Decades ago, Lagunans fought to ensure that this wilderness would be here for generations to come. Laguna Canyon Foundation is leading the way to develop the newest generation of activists and environmentalists. Thank you to our wonderful community for all you’ve done.
Help us carry on. Donate today: www.lagunacanyon.org/donate
This week, we’re proud to present a guest blog from field educator Chrisha Favors. Thanks for sharing your experience, Chrisha!
“Let children walk with Nature, let them see the beautiful blendings and communions of death and life, their joyous inseparable unity, as taught in woods and meadows, plains and mountains and streams of our blessed star, and they will learn that death is stingless indeed, and as beautiful as life.” – John Muir
All my life, I’ve known I wanted to make a difference in this world. I realized early in life that I wanted to be an educator and make a difference through teaching subjects I am passionate about. I have a Bachelor’s in Education and taught music lessons for ten years prior to teaching environmental science. I love outdoor activities like hiking, biking, gardening, traveling, (re)connecting with nature, and studying environmental science and issues in my personal time. I’ve always wanted to share my passion for the outdoors with others, and teaching environmental science seemed like a perfect avenue to segue into.

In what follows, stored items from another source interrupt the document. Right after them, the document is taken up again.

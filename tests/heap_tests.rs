//! Scenario tests for the Fibonacci heap
//!
//! Each test walks through one documented behaviour end to end:
//! - Extract order on float keys
//! - Decrease-key re-rooting with cascading cut marks
//! - Delete by data handle
//! - Union of two heaps
//! - Clear on empty and populated heaps

use fibheap::{DuplicatePolicy, FibonacciHeap, HeapConfig, HeapError, NodeRef};
use ordered_float::OrderedFloat;

/// Inserts keys 0..9 (data == key) and extracts 0, leaving the single tree
///
/// ```text
/// 1 ── 2
///   ├─ 3 ── 4
///   └─ 5 ── 6
///        └─ 7 ── 8
/// ```
fn three_level_tree() -> (FibonacciHeap<i32>, Vec<NodeRef>) {
    let mut heap = FibonacciHeap::new();
    let handles: Vec<NodeRef> = (0..9).map(|i| heap.insert(i, i as i64).unwrap()).collect();
    assert_eq!(heap.extract_min(), Some(0));
    assert_eq!(heap.root_count(), 1);
    (heap, handles)
}

#[test]
fn test_extract_order_with_float_keys() {
    let mut heap = FibonacciHeap::new();
    heap.insert(OrderedFloat(0.5), 1).unwrap();
    heap.insert(OrderedFloat(0.2), 2).unwrap();
    heap.insert(OrderedFloat(0.1), 3).unwrap();

    assert_eq!(heap.find_min(), Some(3));
    assert_eq!(heap.extract_min(), Some(3));
    assert_eq!(heap.extract_min(), Some(2));
    assert_eq!(heap.extract_min(), Some(1));
    assert_eq!(heap.extract_min(), None);
    assert!(heap.is_empty());
}

#[test]
fn test_tree_shape_after_consolidation() {
    let (heap, handles) = three_level_tree();
    let view = |i: usize| heap.inspect(&handles[i]).unwrap();

    assert_eq!(view(1).parent, None);
    assert_eq!(view(1).degree, 3);
    assert_eq!(view(5).parent, Some(1));
    assert_eq!(view(5).degree, 2);
    assert_eq!(view(7).parent, Some(5));
    assert_eq!(view(8).parent, Some(7));
    assert!(heap.inspect(&handles[0]).is_none());
}

#[test]
fn test_decrease_key_reroots_and_marks() {
    let (mut heap, handles) = three_level_tree();

    // Below its grandparent: 8 is cut, its parent 7 becomes marked
    assert!(heap.decrease_key(8, -1));
    let eight = heap.inspect(&handles[8]).unwrap();
    assert_eq!(eight.parent, None);
    assert!(!eight.marked);
    assert_eq!(heap.find_min(), Some(8));
    assert!(heap.inspect(&handles[7]).unwrap().marked);
    assert!(!heap.inspect(&handles[5]).unwrap().marked);
    assert_eq!(heap.root_count(), 2);
    heap.validate().unwrap();

    // Cutting 7 itself marks 5
    heap.decrease_key_ref(&handles[7], 0).unwrap();
    assert_eq!(heap.inspect(&handles[7]).unwrap().parent, None);
    assert!(!heap.inspect(&handles[7]).unwrap().marked);
    assert!(heap.inspect(&handles[5]).unwrap().marked);
    assert_eq!(heap.root_count(), 3);

    // Cutting 6 cascades through the marked 5, which stops at the root 1
    heap.decrease_key_ref(&handles[6], -2).unwrap();
    let five = heap.inspect(&handles[5]).unwrap();
    assert_eq!(five.parent, None);
    assert!(!five.marked);
    assert_eq!(five.degree, 0);
    assert_eq!(heap.inspect(&handles[1]).unwrap().degree, 2);
    assert!(!heap.inspect(&handles[1]).unwrap().marked);
    assert_eq!(heap.root_count(), 5);
    assert_eq!(heap.find_min(), Some(6));
    heap.validate().unwrap();

    let order: Vec<i64> = heap.drain_sorted().map(|(_, data)| data).collect();
    assert_eq!(order, vec![6, 8, 7, 1, 2, 3, 4, 5]);
}

#[test]
fn test_decrease_key_on_root_only_moves_min() {
    let (mut heap, handles) = three_level_tree();
    heap.decrease_key_ref(&handles[1], -5).unwrap();
    assert_eq!(heap.root_count(), 1);
    assert_eq!(heap.peek_entry(), Some((&-5, 1)));
}

#[test]
fn test_decrease_key_without_order_violation_keeps_tree() {
    let (mut heap, handles) = three_level_tree();
    // Equal to its parent's key: no cut
    assert!(heap.decrease_key(8, 7));
    assert_eq!(heap.inspect(&handles[8]).unwrap().parent, Some(7));
    assert!(!heap.inspect(&handles[7]).unwrap().marked);
    assert_eq!(heap.root_count(), 1);
}

#[test]
fn test_decrease_key_failures_leave_heap_unchanged() {
    let (mut heap, handles) = three_level_tree();
    assert!(!heap.decrease_key(4, 100));
    assert!(!heap.decrease_key(42, 0));
    assert_eq!(
        heap.decrease_key_ref(&handles[4], 100),
        Err(HeapError::PriorityNotDecreased)
    );
    assert_eq!(
        heap.decrease_key_ref(&handles[0], -100),
        Err(HeapError::InvalidHandle)
    );
    assert_eq!(heap.key_of(4), Some(&4));
    assert_eq!(heap.len(), 8);
    heap.validate().unwrap();
}

#[test]
fn test_delete_removes_handle() {
    let (mut heap, handles) = three_level_tree();
    let before = heap.len();

    assert!(heap.contains(7));
    assert!(heap.delete(7));
    assert!(!heap.contains(7));
    assert_eq!(heap.len(), before - 1);
    assert!(!heap.contains_ref(&handles[7]));
    heap.validate().unwrap();

    // Second delete is a no-op
    assert!(!heap.delete(7));
    assert_eq!(heap.len(), before - 1);

    // The orphaned child 8 survives
    assert!(heap.contains(8));
    assert_eq!(heap.key_of_ref(&handles[8]), Some(&8));
}

#[test]
fn test_delete_ref_returns_entry() {
    let (mut heap, handles) = three_level_tree();
    assert_eq!(heap.delete_ref(&handles[3]), Ok((3, 3)));
    assert_eq!(heap.delete_ref(&handles[3]), Err(HeapError::InvalidHandle));
    // Deleting the minimum behaves like extract_min
    assert_eq!(heap.delete_ref(&handles[1]), Ok((1, 1)));
    assert_eq!(heap.find_min(), Some(2));
    heap.validate().unwrap();
}

#[test]
fn test_union_merges_without_loss() {
    let mut left = FibonacciHeap::new();
    for data in 1..=3 {
        left.insert(data * 10, data).unwrap();
    }
    let mut right = FibonacciHeap::new();
    for data in 4..=5 {
        right.insert(data - 3, data).unwrap();
    }

    left.union(&mut right);
    assert_eq!(left.len(), 5);
    assert_eq!(left.find_min(), Some(4));
    assert_eq!(right.len(), 0);
    assert!(right.is_empty());
    left.validate().unwrap();

    let order: Vec<i64> = left.drain_sorted().map(|(_, data)| data).collect();
    assert_eq!(order, vec![4, 5, 1, 2, 3]);
}

#[test]
fn test_union_keeps_receiver_handles() {
    let mut left = FibonacciHeap::new();
    let kept = left.insert(50, 1).unwrap();
    let mut right = FibonacciHeap::new();
    let donor = right.insert(60, 2).unwrap();
    right.insert(70, 3).unwrap();

    left.union(&mut right);
    left.decrease_key_ref(&kept, 5).unwrap();
    assert_eq!(left.find_min(), Some(1));
    // The donor's node was re-homed; reach it by value instead
    assert!(!right.contains_ref(&donor));
    assert!(left.decrease_key(2, 1));
    assert_eq!(left.find_min(), Some(2));
}

#[test]
fn test_union_with_empty_heaps() {
    let mut left: FibonacciHeap<i32> = FibonacciHeap::new();
    let mut right = FibonacciHeap::new();
    left.union(&mut right);
    assert!(left.is_empty());

    right.insert(1, 1).unwrap();
    left.union(&mut right);
    assert_eq!(left.len(), 1);
    assert!(right.is_empty());

    let mut empty = FibonacciHeap::new();
    left.union(&mut empty);
    assert_eq!(left.len(), 1);
}

#[test]
fn test_clear_is_idempotent() {
    let mut heap: FibonacciHeap<i32> = FibonacciHeap::new();
    heap.clear();
    assert_eq!(heap.len(), 0);
    assert!(heap.is_empty());

    let (mut heap, handles) = three_level_tree();
    heap.clear();
    heap.clear();
    assert_eq!(heap.len(), 0);
    assert!(heap.is_empty());
    assert_eq!(heap.pool_len(), 0);
    assert!(!heap.contains_ref(&handles[1]));

    // Usable after clearing
    heap.insert(3, 3).unwrap();
    assert_eq!(heap.find_min(), Some(3));
}

#[test]
fn test_duplicate_handles_with_allow_policy() {
    let mut heap =
        FibonacciHeap::with_config(HeapConfig::new().with_duplicates(DuplicatePolicy::Allow));
    heap.insert(5, 9).unwrap();
    heap.insert(2, 9).unwrap();
    assert_eq!(heap.len(), 2);
    assert!(heap.delete(9));
    assert!(heap.contains(9));
    assert!(heap.delete(9));
    assert!(!heap.contains(9));
}

#[test]
fn test_insert_errors() {
    let mut heap = FibonacciHeap::new();
    assert_eq!(heap.insert(1, -3), Err(HeapError::NegativeData(-3)));
    heap.insert(1, 3).unwrap();
    let err = heap.insert(1, 3).unwrap_err();
    assert_eq!(err, HeapError::DuplicateData(3));
    assert_eq!(err.to_string(), "data handle 3 is already present in the heap");
    assert_eq!(heap.len(), 1);
}
//! Node degree type and the Fibonacci degree bound.
//!
//! # Degree bound
//!
//! Cuts never remove more than one child from a non-root node before that node
//! is itself cut, so a node of degree `k` always roots a subtree of at least
//! `F(k+2)` nodes, where `F` is the Fibonacci sequence. Since
//! `F(k+2) >= φ^k` (φ being the golden ratio), the degree of any node in a heap
//! of `n` nodes is at most `⌊log_φ(n)⌋`.
//!
//! # Degree width
//!
//! `log_φ(usize::MAX)` on a 64-bit target is about 92, so a `u8` degree has
//! ample headroom.

/// Type alias for the number of direct children of a node.
pub type Degree = u8;

/// Maximum representable degree.
pub const MAX_DEGREE: Degree = u8::MAX;

/// The golden ratio, φ = (1 + √5) / 2.
pub const PHI: f64 = 1.618_033_988_749_895;

/// Increment a degree after linking a child.
///
/// # Panics
///
/// Panics if `degree == MAX_DEGREE`. A valid heap can never get there, so this
/// points at a corrupted forest.
///
/// # Example
///
/// ```rust
/// use fibheap::rank::{checked_increment, Degree};
///
/// let degree: Degree = 5;
/// assert_eq!(checked_increment(degree), 6);
/// ```
#[inline]
pub fn checked_increment(degree: Degree) -> Degree {
    degree.checked_add(1).expect(
        "degree overflow: a node's degree is bounded by log_φ(n), \
         which is far below u8::MAX for any addressable heap",
    )
}

/// Decrement a degree after cutting a child, saturating at zero.
#[inline]
pub fn saturating_decrement(degree: Degree) -> Degree {
    degree.saturating_sub(1)
}

/// Upper bound on the degree of any node in a heap of `len` nodes.
///
/// Returns `⌊log_φ(len)⌋`, which is 0 for heaps of zero or one node.
///
/// ```rust
/// use fibheap::rank::max_degree;
///
/// assert_eq!(max_degree(0), 0);
/// assert_eq!(max_degree(1), 0);
/// assert_eq!(max_degree(2), 1);
/// assert!(max_degree(1_000_000) <= 28);
/// ```
pub fn max_degree(len: usize) -> usize {
    if len < 2 {
        return 0;
    }
    ((len as f64).ln() / PHI.ln()).floor() as usize
}

/// Number of slots a consolidation table needs for a heap of `len` nodes.
///
/// One past [`max_degree`], plus one slot of slack for the floating point
/// rounding of the logarithm.
#[inline]
pub fn table_size(len: usize) -> usize {
    max_degree(len) + 2
}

I started teaching with Laguna Canyon Foundation last year after volunteering with some of their field instructors. LCF’s education program reaches out to Title 1 schools where a high percentage of the students that attend are from low-income families. More often than not, these are kids who don’t get the chance to explore the wilderness or see representation in the outdoors. While volunteering with their educators, I got a first-hand experience on how much diversity they were bringing into the outdoors and how important that mission meant to them (and me). I was in complete awe of their environmental science programs and I knew I needed to be a part of their mission. Not only do they support biodiversity in nature, but they also promote diversity in nature through their education programs.
I’m a firm believer in diversity, inclusion, and representation in the outdoors, and LCF fosters that in their education programs. We all deserve a chance to be closer to nature. We all deserve a chance to climb through an ancient cave, learn about local fauna and flora, to realize our relationship with nature and how much it provides for us. Our socioeconomic status should not determine the contact we have with nature, but unfortunately, sometimes it does. Most of the kids on our field trips are experiencing their first time in the wilderness.
My first hike with LCF was at the Willow Staging area with a group of fourth graders. I remember the excitement for my first time leading a group of students through the wilderness. I must admit, I was a bit nervous as well! Eventually, the bus crept around the bend on Laguna Canyon Road and I heard the roar of bus exhaust pipes and chatter of eager kids. We gave our safety talk on the bus, marched the kids off the bus, put them into groups, and then headed out into the wilderness. The excitement from the students was palpable. You could see the pure joy they got from being outdoors in the coastal sage scrub habitat with the wild animals and plants. Seeing rabbits and lizards, and smelling white sage in the wild are spectacular moments for the kids! Those feelings of joy and connection in the outdoors are innate in us all, and we all need an opportunity to experience it to fully appreciate it.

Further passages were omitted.